Bouhlel was described as secular, drinking alcohol, taking drugs, eating pork, etc. by many people who knew him. However, his friends noticed a change in his behaviour – he stopped shaving because of religious reasons and also showed them an IS’s video of decapitation (BBC News 2016h, Counter Extremism 2018b).

He was unknown to French intelligence agencies, never flagged for signs of radicalisation and he was not on France’s S-file. During the investigation, police have found IS-related propaganda on his computer (BBC News 2016h, Counter Extremism 2018b).

France, Saint-Étienne-du-Rouvray, 26.7.2016 On Tuesday morning, 26.7., two young men entered a church in Saint-Étienne-du-Rouvray, where a mass was being held. There was a priest – Jacques Hamel – three nuns and two parishioners present. The attackers forced Hamel to kneel, subsequently slitting his throat with a knife while performing a sermon in Arabic and recording the whole action. One of the nuns, Sister Danielle, was able to escape and call the police. After the police arrived at the scene, the attackers used hostages as human shields. However, both perpetrators were killed when they exited the church. During the attack, one person was wounded as well (Olive 2016, bbc6 2016).

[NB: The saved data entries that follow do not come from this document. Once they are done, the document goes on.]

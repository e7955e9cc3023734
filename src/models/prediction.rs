//! Classification result model

use std::fmt;
use std::str::FromStr;

use serde::{Deserialize, Serialize};
use sqlx::{postgres::PgRow, FromRow, PgPool, Row};
use chrono::{DateTime, Utc};

use super::Observation;

/// Flood risk levels, ordered by classifier output position.
#[derive(Debug, Clone, Copy, PartialEq, Eq, Hash, Serialize, Deserialize)]
pub enum RiskLevel {
    #[serde(rename = "Aman")]
    Safe,
    #[serde(rename = "Bahaya")]
    Danger,
    #[serde(rename = "Waspada")]
    Alert,
}

impl RiskLevel {
    /// Index i of this array is classifier output i
    pub const ALL: [RiskLevel; 3] = [RiskLevel::Safe, RiskLevel::Danger, RiskLevel::Alert];

    pub fn from_index(index: usize) -> Option<Self> {
        Self::ALL.get(index).copied()
    }

    pub fn as_str(&self) -> &'static str {
        match self {
            RiskLevel::Safe => "Aman",
            RiskLevel::Danger => "Bahaya",
            RiskLevel::Alert => "Waspada",
        }
    }
}

impl fmt::Display for RiskLevel {
    fn fmt(&self, f: &mut fmt::Formatter<'_>) -> fmt::Result {
        f.write_str(self.as_str())
    }
}

#[derive(Debug, thiserror::Error)]
#[error("unknown risk level: {0}")]
pub struct UnknownRiskLevel(pub String);

impl FromStr for RiskLevel {
    type Err = UnknownRiskLevel;

    fn from_str(s: &str) -> Result<Self, Self::Err> {
        Self::ALL
            .into_iter()
            .find(|level| level.as_str() == s)
            .ok_or_else(|| UnknownRiskLevel(s.to_string()))
    }
}

/// A classified observation as stored in a `predict_*` stream.
///
/// `timestamp` is the classification time, not the observation time.
/// Exactly one of `city` / `location` is set for stored records.
#[derive(Debug, Clone, PartialEq, Serialize, Deserialize)]
pub struct ClassificationResult {
    pub temperature: f64,
    pub humidity: f64,
    pub pressure: f64,
    pub wind_speed: f64,
    pub wind_direction: f64,
    pub rain: f64,
    pub cloudiness: f64,
    pub description: String,
    pub condition_type: String,
    pub risk_level: RiskLevel,
    pub timestamp: DateTime<Utc>,
    #[serde(default, skip_serializing_if = "Option::is_none")]
    pub city: Option<String>,
    #[serde(default, skip_serializing_if = "Option::is_none")]
    pub location: Option<String>,
}

impl ClassificationResult {
    /// Copy the observation's readings through, untagged
    pub fn from_observation(
        observation: &Observation,
        risk_level: RiskLevel,
        classified_at: DateTime<Utc>,
    ) -> Self {
        Self {
            temperature: observation.temperature,
            humidity: observation.humidity,
            pressure: observation.pressure,
            wind_speed: observation.wind_speed,
            wind_direction: observation.wind_direction,
            rain: observation.rain,
            cloudiness: observation.cloudiness,
            description: observation.description.clone(),
            condition_type: observation.condition_type.clone(),
            risk_level,
            timestamp: classified_at,
            city: None,
            location: None,
        }
    }

    pub async fn latest(pool: &PgPool, stream: &str) -> Result<Option<Self>, sqlx::Error> {
        sqlx::query_as::<_, ClassificationResult>(
            r#"
            SELECT temperature, humidity, pressure, wind_speed, wind_direction,
                   rain, cloudiness, description, condition_type, risk_level,
                   timestamp, city, location
            FROM predictions
            WHERE collection = $1
            ORDER BY timestamp DESC
            LIMIT 1
            "#
        )
        .bind(stream)
        .fetch_optional(pool)
        .await
    }

    pub async fn insert(&self, pool: &PgPool, stream: &str) -> Result<(), sqlx::Error> {
        sqlx::query(
            r#"
            INSERT INTO predictions (collection, temperature, humidity, pressure, wind_speed,
                wind_direction, rain, cloudiness, description, condition_type, risk_level,
                timestamp, city, location)
            VALUES ($1, $2, $3, $4, $5, $6, $7, $8, $9, $10, $11, $12, $13, $14)
            "#
        )
        .bind(stream)
        .bind(self.temperature)
        .bind(self.humidity)
        .bind(self.pressure)
        .bind(self.wind_speed)
        .bind(self.wind_direction)
        .bind(self.rain)
        .bind(self.cloudiness)
        .bind(&self.description)
        .bind(&self.condition_type)
        .bind(self.risk_level.as_str())
        .bind(self.timestamp)
        .bind(&self.city)
        .bind(&self.location)
        .execute(pool)
        .await?;
        Ok(())
    }
}

impl<'r> FromRow<'r, PgRow> for ClassificationResult {
    fn from_row(row: &'r PgRow) -> Result<Self, sqlx::Error> {
        let risk_level: String = row.try_get("risk_level")?;
        let risk_level = risk_level.parse().map_err(|e| sqlx::Error::ColumnDecode {
            index: "risk_level".to_string(),
            source: Box::new(e),
        })?;

        Ok(Self {
            temperature: row.try_get("temperature")?,
            humidity: row.try_get("humidity")?,
            pressure: row.try_get("pressure")?,
            wind_speed: row.try_get("wind_speed")?,
            wind_direction: row.try_get("wind_direction")?,
            rain: row.try_get("rain")?,
            cloudiness: row.try_get("cloudiness")?,
            description: row.try_get("description")?,
            condition_type: row.try_get("condition_type")?,
            risk_level,
            timestamp: row.try_get("timestamp")?,
            city: row.try_get("city")?,
            location: row.try_get("location")?,
        })
    }
}

#[cfg(test)]
mod tests {
    use super::*;

    #[test]
    fn test_risk_level_index_mapping() {
        assert_eq!(RiskLevel::from_index(0), Some(RiskLevel::Safe));
        assert_eq!(RiskLevel::from_index(1), Some(RiskLevel::Danger));
        assert_eq!(RiskLevel::from_index(2), Some(RiskLevel::Alert));
        assert_eq!(RiskLevel::from_index(3), None);
    }

    #[test]
    fn test_risk_level_wire_names() {
        assert_eq!(serde_json::to_value(RiskLevel::Safe).unwrap(), "Aman");
        assert_eq!("Waspada".parse::<RiskLevel>().unwrap(), RiskLevel::Alert);
        assert!("Safe".parse::<RiskLevel>().is_err());
    }

    #[test]
    fn test_result_serializes_flat_with_single_tag() {
        let result = ClassificationResult {
            temperature: 30.0,
            humidity: 70.0,
            pressure: 1010.0,
            wind_speed: 5.0,
            wind_direction: 180.0,
            rain: 0.0,
            cloudiness: 40.0,
            description: "clear sky".to_string(),
            condition_type: "Clear".to_string(),
            risk_level: RiskLevel::Safe,
            timestamp: Utc::now(),
            city: None,
            location: Some("cendana".to_string()),
        };

        let json = serde_json::to_value(&result).unwrap();
        assert_eq!(json["risk_level"], "Aman");
        assert_eq!(json["location"], "cendana");
        assert!(json.get("city").is_none());
    }
}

The attackers, who pledged allegiance to IS prior to the attack, were named as Adel Kermiche and Abdel-Malik Petitjean (Counter Extremism 2018c).

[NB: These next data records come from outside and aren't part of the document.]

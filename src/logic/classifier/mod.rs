//! Classifier Module - flood risk inference
//!
//! The pipeline only needs scores per risk level; the backend is picked
//! from the artifact extension at startup.

pub mod dense;
#[cfg(feature = "onnx")]
pub mod onnx;

use std::path::Path;
use std::time::Duration;

use crate::models::RiskLevel;
use super::features::FeatureVector;

pub use dense::DenseClassifier;
#[cfg(feature = "onnx")]
pub use onnx::OnnxClassifier;

// ============================================================================
// ERROR HANDLING
// ============================================================================

#[derive(Debug, thiserror::Error)]
pub enum ClassifyError {
    #[error("unknown {field} category: {value:?}")]
    UnknownCategory { field: &'static str, value: String },

    #[error("inference failed: {0}")]
    Inference(String),

    #[error("classifier output index {0} has no risk level")]
    OutOfRange(usize),

    #[error("classifier returned no scores")]
    EmptyOutput,

    #[error("classifier timed out after {0:?}")]
    Timeout(Duration),

    #[error("invalid model artifact: {0}")]
    Artifact(String),
}

// ============================================================================
// CLASSIFIER TRAIT
// ============================================================================

/// A loaded, immutable model. Shared across requests behind an `Arc`.
pub trait Classifier: Send + Sync {
    /// One score per classifier output position
    fn scores(&self, features: &FeatureVector) -> Result<Vec<f32>, ClassifyError>;

    fn name(&self) -> &str;

    /// Output position with the highest score
    fn predict_index(&self, features: &FeatureVector) -> Result<usize, ClassifyError> {
        argmax(&self.scores(features)?).ok_or(ClassifyError::EmptyOutput)
    }

    fn predict(&self, features: &FeatureVector) -> Result<RiskLevel, ClassifyError> {
        let index = self.predict_index(features)?;
        RiskLevel::from_index(index).ok_or(ClassifyError::OutOfRange(index))
    }
}

/// First maximum wins on ties. NaN scores never win.
pub fn argmax(scores: &[f32]) -> Option<usize> {
    let mut best: Option<(usize, f32)> = None;
    for (i, &score) in scores.iter().enumerate() {
        if score.is_nan() {
            continue;
        }
        match best {
            Some((_, b)) if score <= b => {}
            _ => best = Some((i, score)),
        }
    }
    best.map(|(i, _)| i)
}

/// Load a classifier artifact: `.json` dense export, or `.onnx` with the `onnx` feature.
pub fn load_classifier(path: impl AsRef<Path>) -> Result<Box<dyn Classifier>, ClassifyError> {
    let path = path.as_ref();
    let extension = path.extension().and_then(|e| e.to_str()).unwrap_or_default();

    match extension {
        "json" => Ok(Box::new(DenseClassifier::load(path)?)),
        #[cfg(feature = "onnx")]
        "onnx" => Ok(Box::new(OnnxClassifier::load(path)?)),
        other => Err(ClassifyError::Artifact(format!(
            "unsupported model format {:?} for {}",
            other,
            path.display()
        ))),
    }
}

Socio-demographic Information

Adel Kermiche, March 25 1997, was born in France to a working class Algerian family (counterextremism.com2). Kermiche tried to travel to Syria in March 2015 but was arrested in Germany. After less than two months later, he travelled again but was caught in Turkey, sent back to France and detained. In March 2016 he was released on bail and he had to wear an electronic tag (Olive 2016).

Abdel-Malik Petitjean, also 19 years old, was born in France to Algerian family as well. Although he apparently tried to travel to Syria, Petitjean returned to France and was not prosecuted (BBC News 2016g).

Psychological Background

Kermiche had shown mental health issues in his childhood and had been regularly hospitalized since he was 6 years old. Further on, he was sent to a specialist school at the age of 13. Thus, it

35 is possible that, because of these problems, he could have been more prone to radicalisation. (Counter Extremism 2018c).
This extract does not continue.